Thursday, March 3, 2011

An Open Letter To Villanova Faculty

Dear Faculty of Villanova University,

Upon reading the Report of the Faculty Football Survey it was no surprise to me that faculty opinion was overwhelmingly against a potential move to the Big East.  What was a surprise to me was the fact that so many intelligent people uttered such ridiculous and shortsighted arguments against such a move.

Paraphrasing some of these comments made by Faculty:
  • Football is too violent.
  • Football somehow contradicts with Villanova's mission.
  • Football should be dropped entirely.
  • One faculty member went so far as to single out the poor performance of one of the football players they had in their class.
  • Villanova should move to Division III.
  • Athletics have become the "tail that wags the dog"
  • Big time football somehow compromises a school's academic integrity.
Those are just a few of the arguments made against the move that made me feel anywhere from skeptical to outraged (outrage in the case of the professor talking about the individual "linebacker").

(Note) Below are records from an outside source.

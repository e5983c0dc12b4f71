//! Node Configuration
//!
//! Command-line configuration of a node and the serde-friendly settings
//! structs handed to the work manager and the worker pools.

use crate::executor::pool::PoolConfig;

use anyhow::{Context, Result, bail};
use serde::{Deserialize, Serialize};
use std::net::SocketAddr;
use std::str::FromStr;
use std::time::Duration;

/// Default per-call timeout for remote requests.
pub const DEFAULT_REQUEST_TIMEOUT: Duration = Duration::from_secs(10);

#[derive(Debug, Clone, Serialize, Deserialize)]
#[serde(default)]
pub struct WorkManagerConfig {
    /// Broadcast statistics deltas to peers.
    pub statistics_enabled: bool,
    /// Upper bound for every request/response transport call.
    #[serde(with = "duration_ms")]
    pub request_timeout: Duration,
}

impl Default for WorkManagerConfig {
    fn default() -> Self {
        Self {
            statistics_enabled: true,
            request_timeout: DEFAULT_REQUEST_TIMEOUT,
        }
    }
}

/// Which admission policy a node installs.
#[derive(Debug, Clone, Copy, PartialEq, Eq, Serialize, Deserialize)]
pub enum PolicyChoice {
    Always,
    Never,
    WaterMark(u64),
}

impl FromStr for PolicyChoice {
    type Err = anyhow::Error;

    fn from_str(s: &str) -> Result<Self> {
        match s {
            "always" => Ok(PolicyChoice::Always),
            "never" => Ok(PolicyChoice::Never),
            other => match other.strip_prefix("watermark:") {
                Some(level) => Ok(PolicyChoice::WaterMark(
                    level
                        .parse()
                        .with_context(|| format!("invalid watermark level '{}'", level))?,
                )),
                None => bail!("unknown policy '{}'", other),
            },
        }
    }
}

/// Which node selector a node installs.
#[derive(Debug, Clone, Copy, PartialEq, Eq, Serialize, Deserialize)]
pub enum SelectorChoice {
    FirstAvailable,
    MaxFreeWorkers,
}

impl FromStr for SelectorChoice {
    type Err = anyhow::Error;

    fn from_str(s: &str) -> Result<Self> {
        match s {
            "first-available" => Ok(SelectorChoice::FirstAvailable),
            "max-free" => Ok(SelectorChoice::MaxFreeWorkers),
            other => bail!("unknown selector '{}'", other),
        }
    }
}

#[derive(Debug, Clone)]
pub struct NodeConfig {
    /// Gossip address; RPC listens on port + 1 and HTTP on port + 1000.
    pub bind_addr: SocketAddr,
    pub seed_nodes: Vec<SocketAddr>,
    pub policy: PolicyChoice,
    pub selector: SelectorChoice,
    pub work_manager: WorkManagerConfig,
    pub pool: PoolConfig,
}

impl NodeConfig {
    pub const USAGE: &'static str = "--bind <addr:port> [--seed <addr:port>]... \
        [--policy always|never|watermark:<n>] [--selector first-available|max-free] \
        [--timeout-ms <n>] [--short-threads <n>] [--long-threads <n>] [--no-statistics]";

    /// Parses the process arguments (without the program name).
    pub fn from_args<I, S>(args: I) -> Result<Self>
    where
        I: IntoIterator<Item = S>,
        S: AsRef<str>,
    {
        let args: Vec<String> = args.into_iter().map(|a| a.as_ref().to_string()).collect();

        let mut bind_addr: Option<SocketAddr> = None;
        let mut seed_nodes = vec![];
        let mut policy = PolicyChoice::Always;
        let mut selector = SelectorChoice::FirstAvailable;
        let mut work_manager = WorkManagerConfig::default();
        let mut pool = PoolConfig::default();

        let value = |i: usize| -> Result<&str> {
            args.get(i + 1)
                .map(String::as_str)
                .with_context(|| format!("missing value for {}", args[i]))
        };

        let mut i = 0;
        while i < args.len() {
            match args[i].as_str() {
                "--bind" => {
                    bind_addr = Some(value(i)?.parse()?);
                    i += 2;
                }
                "--seed" => {
                    seed_nodes.push(value(i)?.parse()?);
                    i += 2;
                }
                "--policy" => {
                    policy = value(i)?.parse()?;
                    i += 2;
                }
                "--selector" => {
                    selector = value(i)?.parse()?;
                    i += 2;
                }
                "--timeout-ms" => {
                    work_manager.request_timeout = Duration::from_millis(value(i)?.parse()?);
                    i += 2;
                }
                "--short-threads" => {
                    pool.short_running_threads = value(i)?.parse()?;
                    i += 2;
                }
                "--long-threads" => {
                    pool.long_running_threads = value(i)?.parse()?;
                    i += 2;
                }
                "--no-statistics" => {
                    work_manager.statistics_enabled = false;
                    i += 1;
                }
                other => {
                    tracing::warn!("Ignoring unknown argument '{}'", other);
                    i += 1;
                }
            }
        }

        let bind_addr = bind_addr.context("--bind is required")?;

        if work_manager.request_timeout.is_zero() {
            bail!("--timeout-ms must be greater than zero");
        }
        if pool.short_running_threads == 0 || pool.long_running_threads == 0 {
            bail!("worker pools need at least one thread each");
        }

        Ok(Self {
            bind_addr,
            seed_nodes,
            policy,
            selector,
            work_manager,
            pool,
        })
    }

    pub fn rpc_addr(&self) -> SocketAddr {
        SocketAddr::new(self.bind_addr.ip(), self.bind_addr.port() + 1)
    }

    pub fn http_addr(&self) -> SocketAddr {
        SocketAddr::new(self.bind_addr.ip(), self.bind_addr.port() + 1000)
    }
}

/// Serializes a `Duration` as whole milliseconds.
pub mod duration_ms {
    use serde::{Deserialize, Deserializer, Serializer};
    use std::time::Duration;

    pub fn serialize<S: Serializer>(value: &Duration, serializer: S) -> Result<S::Ok, S::Error> {
        serializer.serialize_u64(value.as_millis() as u64)
    }

    pub fn deserialize<'de, D: Deserializer<'de>>(deserializer: D) -> Result<Duration, D::Error> {
        Ok(Duration::from_millis(u64::deserialize(deserializer)?))
    }
}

I cannot claim that I lack bias in this matter because I have always felt that Big East football would be a tremendous opportunity for Villanova to elevate itself into a national university while also protecting Basketball, which whether the faculty is willing to admit or not is the single most important asset the school has to recruit new students.  One faculty member in favor of the move pointed out how the school's average SAT scores have increased by 200 points since the 1985 NCAA Championship.

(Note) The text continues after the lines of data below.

//! Error Types
//!
//! Failures surfaced by the work manager and by the group-communication layer.

use crate::membership::types::NodeId;
use std::time::Duration;
use thiserror::Error;

/// Errors produced by a group-communication channel.
#[derive(Error, Debug)]
pub enum ChannelError {
    #[error("request timed out after {0:?}")]
    Timeout(Duration),

    #[error("peer unreachable: {0}")]
    Unreachable(String),

    #[error("unknown cluster member {0:?}")]
    UnknownMember(NodeId),

    #[error("remote error: {0}")]
    Remote(String),

    #[error("unknown operation id {0}")]
    UnknownOperation(u16),

    #[error("channel closed")]
    Closed,

    #[error("codec error: {0}")]
    Codec(#[from] bincode::Error),

    #[error("network error: {0}")]
    Io(#[from] std::io::Error),
}

/// Errors returned from the work submission entry points.
#[derive(Error, Debug)]
pub enum WorkError {
    /// The local executor refused the work (no worker became free in time).
    #[error("work rejected: {reason}")]
    Rejected { reason: String },

    /// The work was accepted but its handler returned an error.
    #[error("work failed: {0}")]
    Failed(String),

    /// Dispatch to a peer did not complete.
    #[error("distribution to {node:?} failed: {source}")]
    Distribution {
        node: NodeId,
        #[source]
        source: ChannelError,
    },

    #[error("configuration error: {0}")]
    Configuration(String),
}

impl WorkError {
    pub fn distribution(node: &NodeId, source: ChannelError) -> Self {
        WorkError::Distribution {
            node: node.clone(),
            source,
        }
    }

    pub fn is_distribution(&self) -> bool {
        matches!(self, WorkError::Distribution { .. })
    }

    pub fn is_timeout(&self) -> bool {
        matches!(
            self,
            WorkError::Distribution {
                source: ChannelError::Timeout(_),
                ..
            }
        )
    }
}
use serde::{Deserialize, Serialize};
use std::fmt;
use std::net::SocketAddr;
use std::time::Instant;

/// Opaque identity of a cluster member.
#[derive(Debug, Clone, Serialize, Deserialize, PartialEq, Eq, Hash, PartialOrd, Ord)]
pub struct NodeId(pub String);

impl NodeId {
    pub fn new() -> Self {
        Self(uuid::Uuid::new_v4().to_string())
    }

    pub fn as_str(&self) -> &str {
        &self.0
    }
}

impl Default for NodeId {
    fn default() -> Self {
        Self::new()
    }
}

impl fmt::Display for NodeId {
    fn fmt(&self, f: &mut fmt::Formatter<'_>) -> fmt::Result {
        f.write_str(&self.0)
    }
}

impl From<&str> for NodeId {
    fn from(value: &str) -> Self {
        Self(value.to_string())
    }
}

#[derive(Debug, Clone, Serialize, Deserialize, PartialEq)]
pub enum NodeState {
    Alive,
    Suspect,
    Dead,
}

/// Represents a single member in the cluster.
///
/// `gossip_addr` carries membership traffic, `rpc_addr` carries work-manager
/// requests. The `incarnation` field is a logical clock used to order updates
/// and refute a false "Suspect" claim.
#[derive(Debug, Clone, Serialize, Deserialize)]
pub struct Node {
    pub id: NodeId,
    pub gossip_addr: SocketAddr,
    pub rpc_addr: SocketAddr,
    pub state: NodeState,
    pub incarnation: u64,

    #[serde(skip)]
    pub last_seen: Option<Instant>,
}

/// The gossip wire protocol.
///
/// - `Ping/Ack`: liveness checks and member-list exchange.
/// - `Join`: sent by new nodes to seed nodes to enter the cluster.
/// - `Leave`: graceful departure.
/// - `Suspect/Alive`: disseminates changes in node health.
#[derive(Debug, Clone, Serialize, Deserialize)]
pub enum GossipMessage {
    Ping {
        from: NodeId,
        rpc_addr: SocketAddr,
        incarnation: u64,
    },

    Ack {
        from: NodeId,
        incarnation: u64,
        members: Vec<Node>,
    },

    Join {
        node: Node,
    },

    Leave {
        node_id: NodeId,
    },

    Suspect {
        node_id: NodeId,
        incarnation: u64,
    },

    Alive {
        node_id: NodeId,
        incarnation: u64,
    },
}
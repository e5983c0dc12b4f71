//! Local Work Executor Module
//!
//! The node-local side of work execution: two bounded worker pools
//! (short-running and long-running) that run registered handlers.
//!
//! ## Submodules
//! - **`types`**: the `Work` definition that travels between nodes.
//! - **`registry`**: maps handler names (e.g., "sleep") to executable Rust code.
//! - **`pool`**: the semaphore-bounded worker pools implementing [`LocalExecutor`].

pub mod pool;
pub mod registry;
pub mod types;


use crate::error::WorkError;
use async_trait::async_trait;
use types::Work;

/// Invoked once with `true` on success or `false` on failure after the work ran.
pub type OutcomeHook = Box<dyn FnOnce(bool) + Send + 'static>;

/// Contract the work manager relies on to run work on this node.
#[async_trait]
pub trait LocalExecutor: Send + Sync {
    /// Runs the work and returns once it has completed.
    async fn do_work(&self, work: Work, on_complete: OutcomeHook) -> Result<(), WorkError>;

    /// Returns once the work has started; the value is the start delay in ms.
    async fn start_work(&self, work: Work, on_complete: OutcomeHook) -> Result<u64, WorkError>;

    /// Returns once the work has been accepted for later execution.
    async fn schedule_work(&self, work: Work, on_complete: OutcomeHook) -> Result<(), WorkError>;

    fn short_running_free(&self) -> u64;

    fn long_running_free(&self) -> u64;

    /// Free workers in the pool the given work would run on.
    fn free_workers(&self, work: &Work) -> u64 {
        if work.long_running {
            self.long_running_free()
        } else {
            self.short_running_free()
        }
    }
}
//! Group-Communication Substrate Contract
//!
//! What the remote transport needs from the network underneath it: addressed
//! request/response and one-way delivery, and notifications carrying the full
//! member list whenever the group changes.

use crate::error::ChannelError;
use crate::membership::types::NodeId;

use async_trait::async_trait;
use serde::Serialize;
use serde::de::DeserializeOwned;
use std::fmt::{Debug, Display};
use std::hash::Hash;
use std::sync::Arc;
use std::time::Duration;

/// Bounds every substrate address type must satisfy.
pub trait Address:
    Clone + Eq + Hash + Debug + Display + Serialize + DeserializeOwned + Send + Sync + 'static
{
}

impl<T> Address for T where
    T: Clone + Eq + Hash + Debug + Display + Serialize + DeserializeOwned + Send + Sync + 'static
{
}

/// Receives traffic delivered by a channel.
#[async_trait]
pub trait InboundHandler<A>: Send + Sync {
    /// Handles a request and produces the reply bytes.
    async fn on_request(&self, op: u16, body: Vec<u8>) -> Result<Vec<u8>, ChannelError>;

    /// Delivers the complete current member list, local node included.
    fn on_view(&self, members: Vec<(NodeId, A)>);
}

#[async_trait]
pub trait GroupChannel: Send + Sync + 'static {
    type Address: Address;

    fn local_id(&self) -> NodeId;

    fn local_address(&self) -> Self::Address;

    /// Starts delivering requests and view changes to `handler`.
    async fn connect(&self, handler: Arc<dyn InboundHandler<Self::Address>>)
    -> Result<(), ChannelError>;

    async fn close(&self);

    /// Sends a request and waits at most `timeout` for the reply bytes.
    async fn send_request(
        &self,
        target: &Self::Address,
        op: u16,
        body: Vec<u8>,
        timeout: Duration,
    ) -> Result<Vec<u8>, ChannelError>;

    /// Sends without waiting for any reply.
    async fn send_one_way(
        &self,
        target: &Self::Address,
        op: u16,
        body: Vec<u8>,
    ) -> Result<(), ChannelError>;

    /// Best-effort one-way delivery to every target; failures are logged.
    async fn send_broadcast(&self, targets: &[Self::Address], op: u16, body: Vec<u8>) {
        for target in targets {
            if let Err(e) = self.send_one_way(target, op, body.clone()).await {
                tracing::warn!("Broadcast of op {} to {} failed: {}", op, target, e);
            }
        }
    }
}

Do not get me wrong, strong academics are an integral part of Villanova's identity, but the schools that Villanova considers its peers (Notre Dame and Boston College) prove that strong academics and Catholic values can coexist with a big time football program.  In order to continue growing as a university, Villanova must put its basketball team in the position in which it is least vulnerable to the changing landscape of college athletics, and upgrading football is the most obvious vehicle through which that can happen.

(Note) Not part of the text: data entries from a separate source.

//! Replicated Statistics
//!
//! Each node is the only writer of its own eight counters. Every local
//! increment is broadcast as a one-way delta; peers add one to their cached
//! copy of the origin's counter. Counters only grow, so applying deltas in any
//! order converges as long as none are lost. A lost delta is never resent.

use super::notification::NotificationListener;
use crate::membership::types::NodeId;
use crate::transport::Transport;

use dashmap::DashMap;
use parking_lot::RwLock;
use serde::{Deserialize, Serialize};
use std::sync::Arc;
use std::sync::atomic::{AtomicBool, AtomicU64, Ordering};

pub const COUNTER_COUNT: usize = 8;

#[derive(Debug, Clone, Copy, PartialEq, Eq, Hash, Serialize, Deserialize)]
pub enum Counter {
    DoWorkAccepted,
    DoWorkRejected,
    StartWorkAccepted,
    StartWorkRejected,
    ScheduleWorkAccepted,
    ScheduleWorkRejected,
    WorkSuccessful,
    WorkFailed,
}

impl Counter {
    pub const ALL: [Counter; COUNTER_COUNT] = [
        Counter::DoWorkAccepted,
        Counter::DoWorkRejected,
        Counter::StartWorkAccepted,
        Counter::StartWorkRejected,
        Counter::ScheduleWorkAccepted,
        Counter::ScheduleWorkRejected,
        Counter::WorkSuccessful,
        Counter::WorkFailed,
    ];

    pub fn index(self) -> usize {
        self as usize
    }
}

/// Values of all eight counters for one node or for the whole cluster.
#[derive(Debug, Clone, Copy, Default, PartialEq, Eq, Serialize, Deserialize)]
pub struct StatisticsSnapshot {
    pub do_work_accepted: u64,
    pub do_work_rejected: u64,
    pub start_work_accepted: u64,
    pub start_work_rejected: u64,
    pub schedule_work_accepted: u64,
    pub schedule_work_rejected: u64,
    pub work_successful: u64,
    pub work_failed: u64,
}

impl StatisticsSnapshot {
    pub fn from_values(values: [u64; COUNTER_COUNT]) -> Self {
        Self {
            do_work_accepted: values[0],
            do_work_rejected: values[1],
            start_work_accepted: values[2],
            start_work_rejected: values[3],
            schedule_work_accepted: values[4],
            schedule_work_rejected: values[5],
            work_successful: values[6],
            work_failed: values[7],
        }
    }

    pub fn get(&self, counter: Counter) -> u64 {
        match counter {
            Counter::DoWorkAccepted => self.do_work_accepted,
            Counter::DoWorkRejected => self.do_work_rejected,
            Counter::StartWorkAccepted => self.start_work_accepted,
            Counter::StartWorkRejected => self.start_work_rejected,
            Counter::ScheduleWorkAccepted => self.schedule_work_accepted,
            Counter::ScheduleWorkRejected => self.schedule_work_rejected,
            Counter::WorkSuccessful => self.work_successful,
            Counter::WorkFailed => self.work_failed,
        }
    }
}

pub struct ReplicatedStatistics {
    local_id: NodeId,
    enabled: AtomicBool,
    local: [AtomicU64; COUNTER_COUNT],
    peers: DashMap<NodeId, [u64; COUNTER_COUNT]>,
    transport: RwLock<Option<Arc<dyn Transport>>>,
}

impl ReplicatedStatistics {
    pub fn new(local_id: NodeId, enabled: bool) -> Arc<Self> {
        Arc::new(Self {
            local_id,
            enabled: AtomicBool::new(enabled),
            local: Default::default(),
            peers: DashMap::new(),
            transport: RwLock::new(None),
        })
    }

    pub fn set_transport(&self, transport: Arc<dyn Transport>) {
        *self.transport.write() = Some(transport);
    }

    pub fn is_enabled(&self) -> bool {
        self.enabled.load(Ordering::Relaxed)
    }

    pub fn set_enabled(&self, enabled: bool) {
        self.enabled.store(enabled, Ordering::Relaxed);
    }

    /// Increments a local counter and broadcasts the delta when enabled.
    pub fn record(&self, counter: Counter) {
        self.local[counter.index()].fetch_add(1, Ordering::Relaxed);

        if !self.is_enabled() {
            return;
        }

        let transport = self.transport.read().clone();
        if let Some(transport) = transport {
            transport.send_delta(&self.local_id, counter);
        }
    }

    pub fn local(&self) -> StatisticsSnapshot {
        StatisticsSnapshot::from_values(self.local_values())
    }

    /// This node's view of `node`'s counters.
    pub fn node(&self, node: &NodeId) -> Option<StatisticsSnapshot> {
        if *node == self.local_id {
            return Some(self.local());
        }
        self.peers
            .get(node)
            .map(|values| StatisticsSnapshot::from_values(*values.value()))
    }

    /// Nodes with counters known here, local node included.
    pub fn nodes(&self) -> Vec<NodeId> {
        let mut nodes: Vec<NodeId> = self.peers.iter().map(|entry| entry.key().clone()).collect();
        nodes.push(self.local_id.clone());
        nodes.sort();
        nodes
    }

    /// Own values plus the cached copies of every known peer.
    pub fn aggregate(&self) -> StatisticsSnapshot {
        let mut total = self.local_values();
        for entry in self.peers.iter() {
            for (sum, value) in total.iter_mut().zip(entry.value().iter()) {
                *sum += value;
            }
        }
        StatisticsSnapshot::from_values(total)
    }

    fn local_values(&self) -> [u64; COUNTER_COUNT] {
        std::array::from_fn(|i| self.local[i].load(Ordering::Relaxed))
    }
}

impl NotificationListener for ReplicatedStatistics {
    fn leave(&self, node: &NodeId) {
        if self.peers.remove(node).is_some() {
            tracing::debug!("Dropped cached statistics of {:?}", node);
        }
    }

    fn delta(&self, origin: &NodeId, counter: Counter) {
        if *origin == self.local_id {
            return;
        }
        self.peers
            .entry(origin.clone())
            .or_insert([0; COUNTER_COUNT])[counter.index()] += 1;
    }
}

#[cfg(test)]
mod tests {
    use super::*;

    #[test]
    fn test_counter_indices_are_dense() {
        for (i, counter) in Counter::ALL.iter().enumerate() {
            assert_eq!(counter.index(), i);
        }
    }

    #[test]
    fn test_record_without_transport_counts_locally() {
        let stats = ReplicatedStatistics::new(NodeId::from("local"), true);

        stats.record(Counter::DoWorkAccepted);
        stats.record(Counter::DoWorkAccepted);
        stats.record(Counter::WorkFailed);

        let local = stats.local();
        assert_eq!(local.do_work_accepted, 2);
        assert_eq!(local.work_failed, 1);
        assert_eq!(local.get(Counter::StartWorkRejected), 0);
    }

    #[test]
    fn test_deltas_build_peer_copies_and_aggregate() {
        let stats = ReplicatedStatistics::new(NodeId::from("local"), true);
        let peer = NodeId::from("peer");

        stats.record(Counter::ScheduleWorkAccepted);
        stats.delta(&peer, Counter::ScheduleWorkAccepted);
        stats.delta(&peer, Counter::ScheduleWorkAccepted);
        stats.delta(&peer, Counter::WorkSuccessful);

        assert_eq!(stats.node(&peer).unwrap().schedule_work_accepted, 2);
        assert_eq!(stats.aggregate().schedule_work_accepted, 3);
        assert_eq!(stats.aggregate().work_successful, 1);
        assert_eq!(stats.nodes().len(), 2);
    }

    #[test]
    fn test_own_delta_echo_is_ignored() {
        let local = NodeId::from("local");
        let stats = ReplicatedStatistics::new(local.clone(), true);

        stats.record(Counter::DoWorkRejected);
        stats.delta(&local, Counter::DoWorkRejected);

        assert_eq!(stats.aggregate().do_work_rejected, 1);
    }

    #[test]
    fn test_leave_discards_peer_copy() {
        let stats = ReplicatedStatistics::new(NodeId::from("local"), true);
        let peer = NodeId::from("peer");

        stats.delta(&peer, Counter::WorkFailed);
        stats.leave(&peer);

        assert!(stats.node(&peer).is_none());
        assert_eq!(stats.aggregate().work_failed, 0);
    }
}
// The core module contains all business logic.
// Each feature gets its own submodule.

#[path = "emoji_stats/mod.rs"]
pub mod emoji_stats;

#[path = "timezones/timezone_service.rs"]
pub mod timezones;

#[path = "stock/stock_service.rs"]
pub mod stock;

#[path = "youtube/thumbnail_service.rs"]
pub mod youtube;

#[path = "misc/misc_service.rs"]
pub mod misc;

I would simply like to ask the faculty to not completely dismiss such a move, and I would like to remind them that if they do not like the conditions at Villanova, then there are plenty of other institutions of higher education (ones with neither the football nor the national reputation) that would welcome their services.

Sincerely,

An Educated Fan Tired of Penis Envy by Academics Directed Toward Intercollegiate Athletics

5 comments:

  1. The first question of many i would ask is "before we start this survey" what is a linebacker? If they can't answer that dismiss their reponses. Remembering some of the professors there my guess is they have no clue.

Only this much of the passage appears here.